RECORDS PROVIDED:
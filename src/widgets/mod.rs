//! UI Widgets - modular, reusable UI components
//!
//! Widgets keep their own state types and report back through response
//! structs; the host app owns the state and decides what to do with it.

pub mod card;
pub mod status;
pub mod timeline;
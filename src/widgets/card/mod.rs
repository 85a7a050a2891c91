//! Draggable card - bounded drag with spring snap-back
//!
//! Grab the card and it follows the pointer inside a fixed offset box; let go
//! and it springs back to its rest position. Hovering lifts and tilts it
//! slightly.

mod card;
mod card_ui;

pub use card::{CardConfig, CardState, CardTransform, HoverStyle};
pub use card_ui::{CardResponse, DraggableCard};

EXERCISE PROMPT: Please give back all of the material above exactly as it was written.

YOUR SOLUTION:
filename src/widgets/mod.rs
//! UI Widgets - modular, reusable UI components
//!
//! Widgets keep their own state types and report back through response
//! structs; the host app owns the state and decides what to do with it.

pub mod card;
pub mod status;
pub mod timeline;
filename src/widgets/card/mod.rs
repository 85a7a050a2891c91
//! Draggable card - bounded drag with spring snap-back
//!
//! Grab the card and it follows the pointer inside a fixed offset box; let go
//! and it springs back to its rest position. Hovering lifts and tilts it
//! slightly.

mod card;
mod card_ui;

pub use card::{CardConfig, CardState, CardTransform, HoverStyle};
pub use card_ui::{CardResponse, DraggableCard};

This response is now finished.